**Aim of the exercise**
Throughout the entries below, report every line where "lines" is found.

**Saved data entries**

##########

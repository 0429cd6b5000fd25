//! Compiler service boundary.
//!
//! The pipeline never compiles anything itself. It hands a [`BuildRequest`]
//! to a [`CompilerService`] and interprets the [`CompileOutput`] it gets
//! back. [`ProcessCompiler`] drives a Mono/Roslyn style command-line compiler
//! (`mcs`, `csc`).

use crate::build::request::BuildRequest;
use crate::build::result::{Diagnostic, Severity};
use regex::Regex;
use std::path::PathBuf;
use std::process::Command;
use std::sync::LazyLock;
use thiserror::Error;

/// Failure to run the compiler at all (as opposed to compile errors).
#[derive(Debug, Clone, PartialEq, Eq, Error)]
pub enum CompilerError {
    /// The compiler program could not be started
    #[error("failed to start compiler '{program}': {message}")]
    Spawn {
        /// Program that was invoked
        program: String,
        /// OS error text
        message: String,
    },
    /// The invocation was cancelled by a wrapping service
    #[error("compiler invocation cancelled: {0}")]
    Cancelled(String),
}

/// What the compiler reported for one request.
#[derive(Debug, Clone, Default, PartialEq, Eq)]
pub struct CompileOutput {
    /// Parsed diagnostics
    pub diagnostics: Vec<Diagnostic>,
    /// Raw output lines, verbatim
    pub output_log: Vec<String>,
    /// Artifact written, if any
    pub artifact: Option<PathBuf>,
}

impl CompileOutput {
    /// Output with no diagnostics that produced `artifact`.
    pub fn produced(artifact: impl Into<PathBuf>) -> Self {
        Self { artifact: Some(artifact.into()), ..Default::default() }
    }

    /// Output carrying only diagnostics.
    pub fn with_diagnostics(diagnostics: Vec<Diagnostic>) -> Self {
        Self { diagnostics, ..Default::default() }
    }
}

/// External compiler invoked once per build phase.
///
/// Calls are synchronous. A service that supports cancellation reports a
/// cancelled call as [`CompilerError::Cancelled`].
pub trait CompilerService {
    /// Compile `request`, blocking until the compiler finishes.
    fn compile(&self, request: &BuildRequest) -> Result<CompileOutput, CompilerError>;
}

impl<T: CompilerService + ?Sized> CompilerService for &T {
    fn compile(&self, request: &BuildRequest) -> Result<CompileOutput, CompilerError> {
        (**self).compile(request)
    }
}

/// Default compiler program.
pub const DEFAULT_COMPILER: &str = "mcs";

/// Runs a command-line C# compiler as a child process.
#[derive(Debug, Clone)]
pub struct ProcessCompiler {
    program: String,
    leading_args: Vec<String>,
}

impl Default for ProcessCompiler {
    fn default() -> Self {
        Self::new(DEFAULT_COMPILER)
    }
}

impl ProcessCompiler {
    /// Compiler invoking `program`.
    pub fn new(program: impl Into<String>) -> Self {
        Self { program: program.into(), leading_args: Vec::new() }
    }

    /// Arguments placed before the generated ones (e.g., a wrapper script).
    pub fn with_args(mut self, args: Vec<String>) -> Self {
        self.leading_args = args;
        self
    }

    /// Program this compiler runs.
    pub fn program(&self) -> &str {
        &self.program
    }

    /// Full argument list for `request`, including leading arguments.
    pub fn command_args(&self, request: &BuildRequest) -> Vec<String> {
        let mut args = self.leading_args.clone();
        args.push("-target:library".to_string());
        args.push("-nologo".to_string());
        args.push(format!("-out:{}", request.output.display()));
        if request.optimize {
            args.push("-optimize+".to_string());
        }
        if request.policy.warnings_as_errors {
            args.push("-warnaserror+".to_string());
        }
        args.push(format!("-warn:{}", request.policy.warning_level));
        if !request.defines.is_empty() {
            args.push(format!("-define:{}", request.defines.join(";")));
        }
        for reference in &request.references {
            args.push(format!("-r:{}", reference.display()));
        }
        for source in &request.sources {
            args.push(source.display().to_string());
        }
        args
    }
}

impl CompilerService for ProcessCompiler {
    fn compile(&self, request: &BuildRequest) -> Result<CompileOutput, CompilerError> {
        let args = self.command_args(request);
        tracing::debug!(program = %self.program, args = ?args, "invoking compiler");

        let output = Command::new(&self.program).args(&args).output().map_err(|e| {
            CompilerError::Spawn { program: self.program.clone(), message: e.to_string() }
        })?;

        let mut output_log: Vec<String> = Vec::new();
        for stream in [&output.stdout, &output.stderr] {
            output_log.extend(
                String::from_utf8_lossy(stream)
                    .lines()
                    .filter(|l| !l.trim().is_empty())
                    .map(str::to_string),
            );
        }

        let mut diagnostics = parse_diagnostics(&output_log);

        // A failing exit must never read as success.
        if !output.status.success() && !diagnostics.iter().any(|d| d.severity == Severity::Error)
        {
            diagnostics.push(Diagnostic::error(format!(
                "{} exited with {}",
                self.program, output.status
            )));
        }

        let artifact = if output.status.success() && request.output.is_file() {
            Some(request.output.clone())
        } else {
            None
        };

        Ok(CompileOutput { diagnostics, output_log, artifact })
    }
}

/// `file(line,col): error CS0001: message`
static LOCATED_DIAGNOSTIC: LazyLock<Regex> = LazyLock::new(|| {
    Regex::new(
        r"^(?P<file>.+?)\((?P<line>\d+),(?P<col>\d+)\):\s*(?P<sev>error|warning|info)\s+(?P<code>[A-Z]+\d+):\s*(?P<msg>.*)$",
    )
    .expect("Invalid located diagnostic regex")
});

/// `error CS2001: message`
static BARE_DIAGNOSTIC: LazyLock<Regex> = LazyLock::new(|| {
    Regex::new(r"^(?P<sev>error|warning|info)\s+(?P<code>[A-Z]+\d+):\s*(?P<msg>.*)$")
        .expect("Invalid bare diagnostic regex")
});

fn parse_severity(text: &str) -> Severity {
    match text {
        "error" => Severity::Error,
        "warning" => Severity::Warning,
        _ => Severity::Info,
    }
}

/// Parse compiler output lines into diagnostics.
///
/// Understands `file(line,col): error CS0001: message` and the location-less
/// `error CS2001: message`. Other lines (banners, totals) are ignored.
pub fn parse_diagnostics(lines: &[String]) -> Vec<Diagnostic> {
    let mut diagnostics = Vec::new();

    for line in lines {
        let line = line.trim();
        if let Some(caps) = LOCATED_DIAGNOSTIC.captures(line) {
            let line_no = caps["line"].parse().unwrap_or(0);
            let col_no = caps["col"].parse().unwrap_or(0);
            diagnostics.push(
                Diagnostic::new(parse_severity(&caps["sev"]), caps["msg"].trim())
                    .with_code(&caps["code"])
                    .with_location(&caps["file"], line_no, col_no),
            );
        } else if let Some(caps) = BARE_DIAGNOSTIC.captures(line) {
            diagnostics.push(
                Diagnostic::new(parse_severity(&caps["sev"]), caps["msg"].trim())
                    .with_code(&caps["code"]),
            );
        }
    }

    diagnostics
}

##########

**Expected answer**
    /// Raw output lines, verbatim
                    .lines()
/// Parse compiler output lines into diagnostics.
/// `error CS2001: message`. Other lines (banners, totals) are ignored.
pub fn parse_diagnostics(lines: &[String]) -> Vec<Diagnostic> {
    for line in lines {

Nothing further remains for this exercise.